▸ TASK: Could you return the lines below exactly, from the first line up to and including the line that holds "fn point(id: u64, payload: &[(&str, Value)])"?

Collected data:
- - - - - - -

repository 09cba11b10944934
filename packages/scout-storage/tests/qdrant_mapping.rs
use std::collections::HashMap;

use qdrant_client::qdrant::{
	PointId, ScoredPoint, Value, condition::ConditionOneOf, r#match::MatchValue,
};

use scout_domain::filter::{FilterField, Predicate, StoreFilter};
use scout_storage::qdrant::{self, QdrantStore};

fn field_key(condition: &qdrant_client::qdrant::Condition) -> Option<&str> {
	match condition.condition_one_of.as_ref()? {
		ConditionOneOf::Field(field) => Some(field.key.as_str()),
		_ => None,
	}
}

fn point(id: u64, payload: &[(&str, Value)]) -> ScoredPoint {
	ScoredPoint {
		id: Some(PointId::from(id)),
		payload: payload
			.iter()
			.map(|(key, value)| (key.to_string(), value.clone()))
			.collect::<HashMap<_, _>>(),
		score: 0.9,
		..Default::default()
	}
}

#[test]
fn match_all_filter_is_omitted() {
	assert!(qdrant::to_qdrant_filter(&StoreFilter::match_all()).is_none());
}

#[test]
fn predicates_become_must_conditions() {
	let filter = StoreFilter::and(vec![
		Predicate::Eq { field: FilterField::Location, value: "москва".to_string() },
		Predicate::Gte { field: FilterField::ExperienceMonths, value: 36 },
	]);
	let converted = qdrant::to_qdrant_filter(&filter).expect("Expected a filter.");

	assert_eq!(converted.must.len(), 2);
	assert_eq!(field_key(&converted.must[0]), Some("location"));
	assert_eq!(field_key(&converted.must[1]), Some("total_experience_months"));

	let Some(ConditionOneOf::Field(location)) = converted.must[0].condition_one_of.as_ref() else {
		panic!("Expected a field condition.");
	};
	let matched = location.r#match.as_ref().and_then(|m| m.match_value.as_ref());

	assert_eq!(matched, Some(&MatchValue::Keyword("москва".to_string())));

	let Some(ConditionOneOf::Field(experience)) = converted.must[1].condition_one_of.as_ref()
	else {
		panic!("Expected a field condition.");
	};
	let range = experience.range.as_ref().expect("Expected a range.");

	assert_eq!(range.gte, Some(36.0));
	assert_eq!(range.lt, None);
}

#[test]
fn payload_fields_map_onto_hit() {
	let hit = qdrant::hit_from_point(point(
		7,
		&[
			("id", Value::from("r-7")),
			("url", Value::from("https://example.com/r/7")),
			("position", Value::from("Frontend developer")),
			("location", Value::from("москва")),
			("total_experience_months", Value::from(48_i64)),
			("all_skills", Value::from("React, Redux")),
			("document", Value::from("Builds dashboards.")),
		],
	))
	.expect("Expected a hit.");

	assert_eq!(hit.id, "r-7");
	assert_eq!(hit.position, "Frontend developer");
	assert_eq!(hit.experience_months, 48);
	assert_eq!(hit.skills, "React, Redux");
	assert_eq!(hit.document, "Builds dashboards.");
}

#[test]
fn point_id_stands_in_for_missing_payload_id() {
	let hit = qdrant::hit_from_point(point(11, &[("total_experience_months", Value::from(-3_i64))]))
		.expect("Expected a hit.");

	assert_eq!(hit.id, "11");
	assert_eq!(hit.experience_months, 0);
	assert!(hit.url.is_empty());
}

#[test]
fn store_builds_without_connecting() {
	let cfg = scout_config::Qdrant {
		url: "http://127.0.0.1:6334".to_string(),
		collection: "profiles".to_string(),
		vector_dim: 4,
		vector_name: Some("dense".to_string()),
	};
	let store = QdrantStore::new(&cfg).expect("Failed to build store.");

	assert_eq!(store.collection, "profiles");
	assert_eq!(store.vector_name.as_deref(), Some("dense"));
}
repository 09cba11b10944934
use clap::Parser;

#[tokio::main]
async fn main() -> color_eyre::Result<()> {
	color_eyre::install()?;

	let args = scout_api::Args::parse();

	scout_api::run(args).await
}
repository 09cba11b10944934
//! Structured search intent recovered from the planning completion.

pub mod lenient;

use std::collections::HashSet;

use serde::{Deserialize, Serialize};
use serde_json::{Map, Value};

use self::lenient::Extracted;

pub const MAX_SEARCH_QUERIES: usize = 3;
pub const DEFAULT_ANALYSIS_INSTRUCTIONS: &str =
	"Assess how well each résumé matches the request and keep only the relevant ones.";

const FALLBACK_THOUGHT_PROCESS: &str =
	"The planning completion could not be parsed; falling back to a generic React search.";
const FALLBACK_SEARCH_QUERIES: [&str; 3] =
	["React developer", "Frontend React developer", "React.js engineer"];
const FALLBACK_REQUIRED_SKILLS: [&str; 2] = ["react", "react.js"];
const FALLBACK_ANALYSIS_INSTRUCTIONS: &str = "Find candidates who know React or React.js.";

#[derive(Debug, Clone, PartialEq, Eq, Serialize, Deserialize)]
pub struct StructuredIntent {
	pub thought_process: String,
	pub search_queries: Vec<String>,
	pub filters: IntentFilters,
	pub analysis_instructions: String,
	pub requires_refinement: bool,
}

#[derive(Debug, Clone, Default, PartialEq, Eq, Serialize, Deserialize)]
pub struct IntentFilters {
	/// Raw location as planned. Null sentinels such as `"null"` are kept and dropped later.
	pub location: Option<String>,
	pub min_experience_years: Option<u32>,
	pub required_skills: Vec<String>,
}

#[derive(Debug, Clone, Copy, PartialEq, Eq)]
pub enum IntentOrigin {
	Strict,
	Recovered,
	Fallback,
}
impl IntentOrigin {
	pub fn as_str(self) -> &'static str {
		match self {
			Self::Strict => "strict",
			Self::Recovered => "recovered",
			Self::Fallback => "fallback",
		}
	}
}

#[derive(Debug, Clone, PartialEq, Eq)]
pub struct ParsedIntent {
	pub intent: StructuredIntent,
	pub origin: IntentOrigin,
}

/// Parses a planning completion into a fully populated intent. Never fails.
///
/// `user_query` becomes the only sub-query when the completion names none.
pub fn parse_intent(raw: &str, user_query: &str) -> ParsedIntent {
	let (object, origin) = match lenient::extract_object(raw) {
		Extracted::Strict(object) => (object, IntentOrigin::Strict),
		Extracted::Recovered(object) => (object, IntentOrigin::Recovered),
		Extracted::Unparsable =>
			return ParsedIntent { intent: fallback_intent(), origin: IntentOrigin::Fallback },
	};

	ParsedIntent { intent: intent_from_object(&object, user_query), origin }
}

pub fn fallback_intent() -> StructuredIntent {
	StructuredIntent {
		thought_process: FALLBACK_THOUGHT_PROCESS.to_string(),
		search_queries: FALLBACK_SEARCH_QUERIES.iter().map(|query| query.to_string()).collect(),
		filters: IntentFilters {
			location: None,
			min_experience_years: None,
			required_skills: FALLBACK_REQUIRED_SKILLS.iter().map(|skill| skill.to_string()).collect(),
		},
		analysis_instructions: FALLBACK_ANALYSIS_INSTRUCTIONS.to_string(),
		requires_refinement: false,
	}
}

fn intent_from_object(object: &Map<String, Value>, user_query: &str) -> StructuredIntent {
	let filters = object.get("filters").and_then(Value::as_object);

	StructuredIntent {
		thought_process: text_field(object.get("thought_process")).unwrap_or_default(),
		search_queries: search_queries(object.get("search_queries"), user_query),
		filters: IntentFilters {
			location: filters.and_then(|filters| text_field(filters.get("location"))),
			min_experience_years: filters
				.and_then(|filters| filters.get("min_experience_years"))
				.and_then(experience_years),
			required_skills: filters
				.and_then(|filters| filters.get("required_skills"))
				.map(skill_list)
				.unwrap_or_default(),
		},
		analysis_instructions: text_field(object.get("analysis_instructions"))
			.unwrap_or_else(|| DEFAULT_ANALYSIS_INSTRUCTIONS.to_string()),
		requires_refinement: object.get("requires_refinement").and_then(flag).unwrap_or(false),
	}
}

fn text_field(value: Option<&Value>) -> Option<String> {
	let trimmed = value?.as_str()?.trim();

	(!trimmed.is_empty()).then(|| trimmed.to_string())
}

fn search_queries(value: Option<&Value>, user_query: &str) -> Vec<String> {
	let raw: Vec<&str> = match value {
		Some(Value::Array(items)) => items.iter().filter_map(Value::as_str).collect(),
		Some(Value::String(single)) => vec![single.as_str()],
		_ => Vec::new(),
	};
	let mut out = Vec::new();
	let mut seen = HashSet::new();

	for query in raw {
		if out.len() >= MAX_SEARCH_QUERIES {
			break;
		}

		push_query(&mut out, &mut seen, query);
	}

	if out.is_empty() {
		push_query(&mut out, &mut seen, user_query);
	}
	if out.is_empty() {
		return fallback_intent().search_queries;
	}

	out
}

fn push_query(out: &mut Vec<String>, seen: &mut HashSet<String>, value: &str) {
	let trimmed = value.trim();

	if trimmed.is_empty() {
		return;
	}
	if seen.insert(trimmed.to_lowercase()) {
		out.push(trimmed.to_string());
	}
}

fn experience_years(value: &Value) -> Option<u32> {
	match value {
		Value::Number(number) => {
			if let Some(whole) = number.as_u64() {
				return u32::try_from(whole).ok();
			}

			number.as_f64().and_then(whole_years)
		},
		Value::String(text) => {
			let trimmed = text.trim();

			trimmed.parse::<u32>().ok().or_else(|| trimmed.parse::<f64>().ok().and_then(whole_years))
		},
		_ => None,
	}
}

fn whole_years(value: f64) -> Option<u32> {
	if !value.is_finite() || value < 0.0 || value > f64::from(u32::MAX) {
		return None;
	}

	Some(value.trunc() as u32)
}

fn skill_list(value: &Value) -> Vec<String> {
	let Some(items) = value.as_array() else {
		return Vec::new();
	};

	items
		.iter()
		.filter_map(|item| match item {
			Value::String(text) => Some(text.trim().to_string()),
			Value::Number(number) => Some(number.to_string()),
			_ => None,
		})
		.filter(|skill| !skill.is_empty())
		.collect()
}

fn flag(value: &Value) -> Option<bool> {
	match value {
		Value::Bool(flag) => Some(*flag),
		Value::String(text) if text.trim().eq_ignore_ascii_case("true") => Some(true),
		Value::String(text) if text.trim().eq_ignore_ascii_case("false") => Some(false),
		_ => None,
	}
}

#[cfg(test)]
mod tests {
	use super::*;

	#[test]
	fn experience_accepts_numbers_and_numeric_strings() {
		assert_eq!(experience_years(&serde_json::json!(3)), Some(3));
		assert_eq!(experience_years(&serde_json::json!(2.7)), Some(2));
		assert_eq!(experience_years(&serde_json::json!("5")), Some(5));
		assert_eq!(experience_years(&serde_json::json!(" 4.0 ")), Some(4));
		assert_eq!(experience_years(&serde_json::json!(-1)), None);
		assert_eq!(experience_years(&serde_json::json!("null")), None);
		assert_eq!(experience_years(&serde_json::json!("three")), None);
		assert_eq!(experience_years(&serde_json::json!(true)), None);
	}

	#[test]
	fn search_queries_dedupe_and_cap() {
		let value = serde_json::json!(["React", "react ", "Vue", "", "Angular", "Svelte"]);

		assert_eq!(
			search_queries(Some(&value), "ignored"),
			vec!["React".to_string(), "Vue".to_string(), "Angular".to_string()]
		);
	}

	#[test]
	fn missing_search_queries_use_user_query() {
		assert_eq!(search_queries(None, "  Go developers "), vec!["Go developers".to_string()]);
		assert_eq!(
			search_queries(Some(&serde_json::json!([])), "Go developers"),
			vec!["Go developers".to_string()]
		);
		assert_eq!(search_queries(None, "   "), fallback_intent().search_queries);
	}

	#[test]
	fn skill_list_keeps_strings_and_numbers() {
		let value = serde_json::json!(["React", null, 1, " ", "SQL"]);

		assert_eq!(
			skill_list(&value),
			vec!["React".to_string(), "1".to_string(), "SQL".to_string()]
		);
		assert!(skill_list(&serde_json::json!("React")).is_empty());
	}

	#[test]
	fn refinement_flag_accepts_strings() {
		assert_eq!(flag(&serde_json::json!("TRUE")), Some(true));
		assert_eq!(flag(&serde_json::json!(false)), Some(false));
		assert_eq!(flag(&serde_json::json!(1)), None);
	}
}
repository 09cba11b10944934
//! Staged recovery of a JSON object from loosely formatted completion text.
//!
//! Each stage is a plain function so it can be exercised on its own. [`extract_object`] chains
//! them and reports which stage produced the object.

use regex::{Captures, Regex};
use serde_json::{Map, Value};

/// Outcome of running the extraction stages over a completion.
#[derive(Debug, Clone, PartialEq)]
pub enum Extracted {
	/// The fence-stripped, string-repaired text parsed as an object.
	Strict(Map<String, Value>),
	/// Only the outermost brace-delimited span parsed after control characters were blanked.
	Recovered(Map<String, Value>),
	Unparsable,
}

pub fn extract_object(raw: &str) -> Extracted {
	let cleaned = strip_fences(raw);
	let repaired = escape_string_literals(&cleaned);

	if let Some(object) = parse_object(&repaired) {
		return Extracted::Strict(object);
	}

	let blanked = strip_control_chars(&cleaned);

	if let Some(object) = outermost_object(&blanked).and_then(parse_object) {
		return Extracted::Recovered(object);
	}

	Extracted::Unparsable
}

/// Removes markdown code fences, surrounding whitespace, and one pair of wrapping quotes.
pub fn strip_fences(raw: &str) -> String {
	let unfenced = match Regex::new(r"```json\n?|\n?```") {
		Ok(re) => re.replace_all(raw, "").into_owned(),
		Err(_) => raw.to_string(),
	};
	let trimmed = unfenced.trim();

	trimmed
		.strip_prefix('"')
		.and_then(|inner| inner.strip_suffix('"'))
		.unwrap_or(trimmed)
		.to_string()
}

/// Escapes raw control characters and stray quotes inside every quoted run.
///
/// Completions often put literal line breaks inside string values, which strict JSON rejects.
pub fn escape_string_literals(text: &str) -> String {
	let Ok(re) = Regex::new(r#""([^"\\]*(?:\\.[^"\\]*)*)""#) else {
		return text.to_string();
	};

	re.replace_all(text, |caps: &Captures<'_>| {
		let inner = caps.get(1).map(|m| m.as_str()).unwrap_or_default();

		format!("\"{}\"", escape_inner(inner))
	})
	.into_owned()
}

/// Replaces every ASCII control character with a space.
pub fn strip_control_chars(text: &str) -> String {
	text.chars().map(|ch| if ch.is_ascii_control() { ' ' } else { ch }).collect()
}

/// Returns the span from the first `{` to the brace that closes it.
///
/// When the braces never balance, the span runs to the last `}` in the text instead.
pub fn outermost_object(text: &str) -> Option<&str> {
	let start = text.find('{')?;
	let mut depth = 0_usize;
	let mut in_string = false;
	let mut escaped = false;

	for (offset, ch) in text[start..].char_indices() {
		if in_string {
			match ch {
				_ if escaped => escaped = false,
				'\\' => escaped = true,
				'"' => in_string = false,
				_ => {},
			}

			continue;
		}

		match ch {
			'"' => in_string = true,
			'{' => depth += 1,
			'}' => {
				depth -= 1;

				if depth == 0 {
					return Some(&text[start..start + offset + ch.len_utf8()]);
				}
			},
			_ => {},
		}
	}

	let end = text.rfind('}')?;

	(end > start).then(|| &text[start..=end])
}

fn parse_object(text: &str) -> Option<Map<String, Value>> {
	match serde_json::from_str::<Value>(text).ok()? {
		Value::Object(object) => Some(object),
		_ => None,
	}
}

fn escape_inner(inner: &str) -> String {
	let mut out = String::with_capacity(inner.len());
	let mut chars = inner.chars();

	while let Some(ch) = chars.next() {
		match ch {
			'\\' => {
				out.push('\\');

				if let Some(next) = chars.next() {
					out.push(next);
				}
			},
			'\n' => out.push_str("\\n"),
			'\r' => out.push_str("\\r"),
			'\t' => out.push_str("\\t"),
			'"' => out.push_str("\\\""),
			other => out.push(other),
		}
	}

	out
}
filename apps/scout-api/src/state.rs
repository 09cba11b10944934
use std::sync::Arc;

use scout_service::ScoutService;
use scout_storage::qdrant::QdrantStore;

#[derive(Clone)]
pub struct AppState {
	pub service: Arc<ScoutService>,
}
impl AppState {
	pub fn new(config: scout_config::Config) -> color_eyre::Result<Self> {
		let store = QdrantStore::new(&config.storage.qdrant)?;
		let service = ScoutService::new(config, Arc::new(store));

		Ok(Self::from_service(service))
	}

	pub fn from_service(service: ScoutService) -> Self {
		Self { service: Arc::new(service) }
	}
}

- - - - - - -

▸ RESPONSE TO THE TASK:
repository 09cba11b10944934
filename packages/scout-storage/tests/qdrant_mapping.rs
use std::collections::HashMap;

use qdrant_client::qdrant::{
	PointId, ScoredPoint, Value, condition::ConditionOneOf, r#match::MatchValue,
};

use scout_domain::filter::{FilterField, Predicate, StoreFilter};
use scout_storage::qdrant::{self, QdrantStore};

fn field_key(condition: &qdrant_client::qdrant::Condition) -> Option<&str> {
	match condition.condition_one_of.as_ref()? {
		ConditionOneOf::Field(field) => Some(field.key.as_str()),
		_ => None,
	}
}

fn point(id: u64, payload: &[(&str, Value)]) -> ScoredPoint {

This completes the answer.